Fracking transforms a region into a resource extraction economy. A resource extraction economy is one variation of what Jane Jacobs in her “Cities and the Wealth of Nations” (1984) calls a “supply economy.” Regions that depend on “supply economies” she calls “supply regions.” A resource extraction economy is likely the lowest rung of desirability in terms of such economies, being the least worthwhile in that after the resources are extracted, the region can no longer supply them as opposed to a farming region that doesn’t deplete its soil and can sustainably keep producing its product era after era. Fracking also depletes local natural resources in in the damage that it does to the environment. Even if a full extraction of the natural resource never occurs a supply economy can suffer an equivalent terminal ending when demand for its product fails.
It may take a moment’s thought to fully appreciate this but its Jacob's analysis that in a major sense supply economies don’t really represent true development at all. Jacobs compares the economies found in supply regions to those of the third world. The problem is that supply economies are not built upon connections and they don’t build up the intricate nearby and interior connections and industry that allow a community to advance. In fact, not being built on connections and interrelationships, the minimal connections of a supply economy that do exist to the rest of world and outside economies may be exceedingly tenuous: The outside economies supplied may be across an ocean or the connections may be little more than depositing gas or oil in a pipeline that then traverses a continent and perhaps afterwards an ocean.
For one illustration to understand the drawbacks of supply economies it is an interesting exercise to think back to the United States Civil War. Thinking back to consider why the North won the war you might recall reasons having to with the North’s superior industrial might, its supremacy when it came to ships and their manufacture, as well as the railroads that had newly emerged in importance and the North's thriving industrialized cities that supported a much bigger population that could be tapped for soldiers.

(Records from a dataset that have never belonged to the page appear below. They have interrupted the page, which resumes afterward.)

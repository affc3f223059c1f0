// ABOUTME: Timeline option generator offering discrete pace and duration choices
// ABOUTME: Combines fixed-pace scenarios with fixed-duration scenarios, deduplicated and sorted
//
// SPDX-License-Identifier: MIT OR Apache-2.0
// Copyright (c) 2025 FitMind Contributors

use crate::config::{EngineConfig, TimelineConfig};
use crate::numeric::round_to;
use crate::weight_loss_planner::weeks_needed;
use chrono::{Days, Months, NaiveDate, Utc};
use fitmind_core::constants::calendar;
use fitmind_core::Pace;
use serde::{Deserialize, Serialize};
use tracing::debug;

/// One selectable pace/duration choice
#[derive(Debug, Clone, PartialEq, Serialize, Deserialize)]
pub struct TimelineOption {
    /// Duration in weeks
    pub duration_weeks: u32,
    /// Date the target would be reached
    pub target_date: NaiveDate,
    /// Weekly loss rate (kg/week)
    pub weekly_loss_kg: f64,
    /// Pace bucket the rate falls into
    pub pace_label: Pace,
    /// Human-readable summary
    pub description: String,
    /// Whether the choice is suggested by default
    pub is_recommended: bool,
}

/// Generator for selectable pace/duration choices
#[derive(Debug, Clone)]
pub struct TimelineGenerator {
    config: TimelineConfig,
}

impl Default for TimelineGenerator {
    fn default() -> Self {
        Self::new()
    }
}

impl TimelineGenerator {
    /// Create a generator using the global engine configuration
    #[must_use]
    pub fn new() -> Self {
        Self::with_config(EngineConfig::global().timeline.clone())
    }

    /// Create a generator with explicit configuration
    #[must_use]
    pub const fn with_config(config: TimelineConfig) -> Self {
        Self { config }
    }

    /// Options as of the current UTC date
    #[must_use]
    pub fn options(&self, current_weight_kg: f64, target_weight_kg: f64) -> Vec<TimelineOption> {
        self.options_as_of(current_weight_kg, target_weight_kg, Utc::now().date_naive())
    }

    /// Options as of an explicit date, sorted by ascending duration
    ///
    /// Empty when there is no weight to lose.
    #[must_use]
    pub fn options_as_of(
        &self,
        current_weight_kg: f64,
        target_weight_kg: f64,
        today: NaiveDate,
    ) -> Vec<TimelineOption> {
        let total = current_weight_kg - target_weight_kg;
        if total <= 0.0 {
            return Vec::new();
        }

        let mut candidates: Vec<TimelineOption> = Pace::ALL
            .iter()
            .map(|&pace| pace_option(pace, total, today))
            .collect();
        candidates.extend(
            self.config
                .fixed_timeframes_months
                .iter()
                .filter_map(|&months| self.timeframe_option(months, total, today)),
        );

        let threshold = i64::from(self.config.duplicate_threshold_weeks);
        let mut options: Vec<TimelineOption> = candidates
            .iter()
            .enumerate()
            .filter(|(index, option)| {
                !candidates[..*index].iter().any(|earlier| {
                    (i64::from(earlier.duration_weeks) - i64::from(option.duration_weeks)).abs()
                        < threshold
                })
            })
            .map(|(_, option)| option.clone())
            .collect();
        options.sort_by_key(|option| option.duration_weeks);

        debug!(
            candidates = candidates.len(),
            kept = options.len(),
            "Generated timeline options"
        );
        options
    }

    fn timeframe_option(
        &self,
        months: u32,
        total: f64,
        today: NaiveDate,
    ) -> Option<TimelineOption> {
        let weeks = f64::from(months) * calendar::WEEKS_PER_MONTH;
        let rate = total / weeks;
        if !(self.config.min_realistic_weekly_loss_kg..=self.config.max_realistic_weekly_loss_kg)
            .contains(&rate)
        {
            return None;
        }

        let duration_weeks = weeks.round() as u32;
        let target_date = today
            .checked_add_months(Months::new(months))
            .or_else(|| add_weeks(today, duration_weeks))
            .unwrap_or(NaiveDate::MAX);
        let weekly_loss_kg = round_to(rate, 2);

        Some(TimelineOption {
            duration_weeks,
            target_date,
            weekly_loss_kg,
            pace_label: Pace::for_weekly_loss(rate),
            description: format!("{} - {weekly_loss_kg} kg/week", timeframe_label(months)),
            is_recommended: (self.config.recommended_min_weekly_loss_kg
                ..=self.config.recommended_max_weekly_loss_kg)
                .contains(&rate),
        })
    }
}

fn pace_option(pace: Pace, total: f64, today: NaiveDate) -> TimelineOption {
    let rate = pace.weekly_loss_kg();
    let duration_weeks = weeks_needed(total, rate);
    TimelineOption {
        duration_weeks,
        target_date: add_weeks(today, duration_weeks).unwrap_or(NaiveDate::MAX),
        weekly_loss_kg: rate,
        pace_label: pace,
        description: format!("{} - {duration_weeks} weeks ({rate} kg/week)", pace.label()),
        is_recommended: pace == Pace::Moderate,
    }
}

fn add_weeks(date: NaiveDate, weeks: u32) -> Option<NaiveDate> {
    date.checked_add_days(Days::new(u64::from(weeks) * calendar::DAYS_PER_WEEK))
}

fn timeframe_label(months: u32) -> String {
    match months {
        12 => "1 year".to_owned(),
        m if m % 12 == 0 => format!("{} years", m / 12),
        m => format!("{m} months"),
    }
}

You might conclude from this that the North had a bigger superior economy that in the end enabled it to prevail even though the South was fighting on its own turf to defend its own soil. But one should not be too quick to conclude that the North was necessarily the richer half of the country with the bigger economy. It depends how you measure these things. It is possible to argue this both ways.

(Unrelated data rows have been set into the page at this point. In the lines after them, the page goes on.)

// ABOUTME: Weight-loss planning and weight-trend analysis engine
// ABOUTME: Pure, synchronous algorithms over immutable profile and weight-history inputs
//
// SPDX-License-Identifier: MIT OR Apache-2.0
// Copyright (c) 2025 FitMind Contributors

#![deny(unsafe_code)]

//! # FitMind Intelligence
//!
//! Two independent branches share this crate:
//!
//! - **Planning**: profile → anthropometric calculators → recommendation engine,
//!   weight-loss planner, timeline options (a point-in-time plan)
//! - **Trend**: weight history → trend analyzer → trend interpreter (a longitudinal assessment)
//!
//! `progress` joins them into the numeric coaching context. Every entry point is a
//! pure function or a method on an immutable, `Send + Sync` service value; nothing
//! here performs I/O or holds mutable state.

/// Engine configuration (safety thresholds, trend windows, progress thresholds)
pub mod config;

/// BMR, TDEE, BMI, BMI category, and age calculators
pub mod anthropometrics;

/// Healthy target-weight recommendations
pub mod recommendation_engine;

/// Calorie-deficit planning under safety constraints
pub mod weight_loss_planner;

/// Discrete pace/duration choices for selection lists
pub mod timeline;

/// Smoothing and real-change vs noise classification of weight series
pub mod trend_analyzer;

/// Qualitative status for a trend analysis
pub mod trend_interpreter;

/// Numeric coaching context built from profile, history, and a plan
pub mod progress;

mod numeric;

pub use anthropometrics::{age_on, bmi, bmi_category, bmr, tdee, BmiCategory, BmiClassification};
pub use config::{ConfigError, EngineConfig};
pub use progress::{Achievement, Challenge, ProgressInsights, ProgressProfile, ProgressTracker};
pub use recommendation_engine::{
    RecommendationWarning, TargetEvaluation, WeightRecommendation, WeightRecommendationEngine,
};
pub use timeline::{TimelineGenerator, TimelineOption};
pub use trend_analyzer::{moving_average, Confidence, SmoothedPoint, TrendAnalysis, TrendAnalyzer};
pub use trend_interpreter::{interpret_trend, TrendColor, TrendInterpretation, TrendStatus};
pub use weight_loss_planner::{CalorieBreakdown, PlanWarning, WeightLossPlanner, WeightLossResult};
// ABOUTME: Core types and constants for the FitMind weight-loss planning engine
// ABOUTME: Foundation crate with domain models, validation errors, and physiological constants
//
// SPDX-License-Identifier: MIT OR Apache-2.0
// Copyright (c) 2025 FitMind Contributors

#![deny(unsafe_code)]

//! # FitMind Core
//!
//! Foundation crate providing the shared vocabulary of the planning engine.
//! It carries no algorithms; the `fitmind-intelligence` crate builds on it.
//!
//! ## Modules
//!
//! - **errors**: `ValidationError` for rejected plans and `ParseEnumError` for strict string parsing
//! - **constants**: Physiological constants (energy density of fat, BMI bands, pace table)
//! - **models**: Profile snapshot, closed enums (gender, activity, pace) and weight observations

/// Validation and parsing error types
pub mod errors;

/// Physiological and calendar constants organized by domain
pub mod constants;

/// Core data models (profile snapshot, pace, weight observations)
pub mod models;

pub use errors::{ParseEnumError, ValidationError};
pub use models::{ActivityLevel, Gender, Pace, UserProfile, WeightObservation};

By some conventional measures the South was, at the start of the Civil War, the wealthier half of the country, notwithstanding that the slave-based nature of its cotton-growing economy was deserving of opprobrium in and of itself. If ranked as an independent nation, its per capita income, excluding slaves, would have ranked it as the fourth richest country of the world in 1860, the year preceding the outbreak of war. Furthermore, as Jacobs points out elsewhere in her book, the South would have been even wealthier before the war if Northern industry had not been protected by tariffs on goods imported from abroad. (Those tariffs were also an important part of government income.) The South would have preferred to get greater value when selling their cotton by being able to buy, without tariffs, lower cost manufactured goods imported from Europe.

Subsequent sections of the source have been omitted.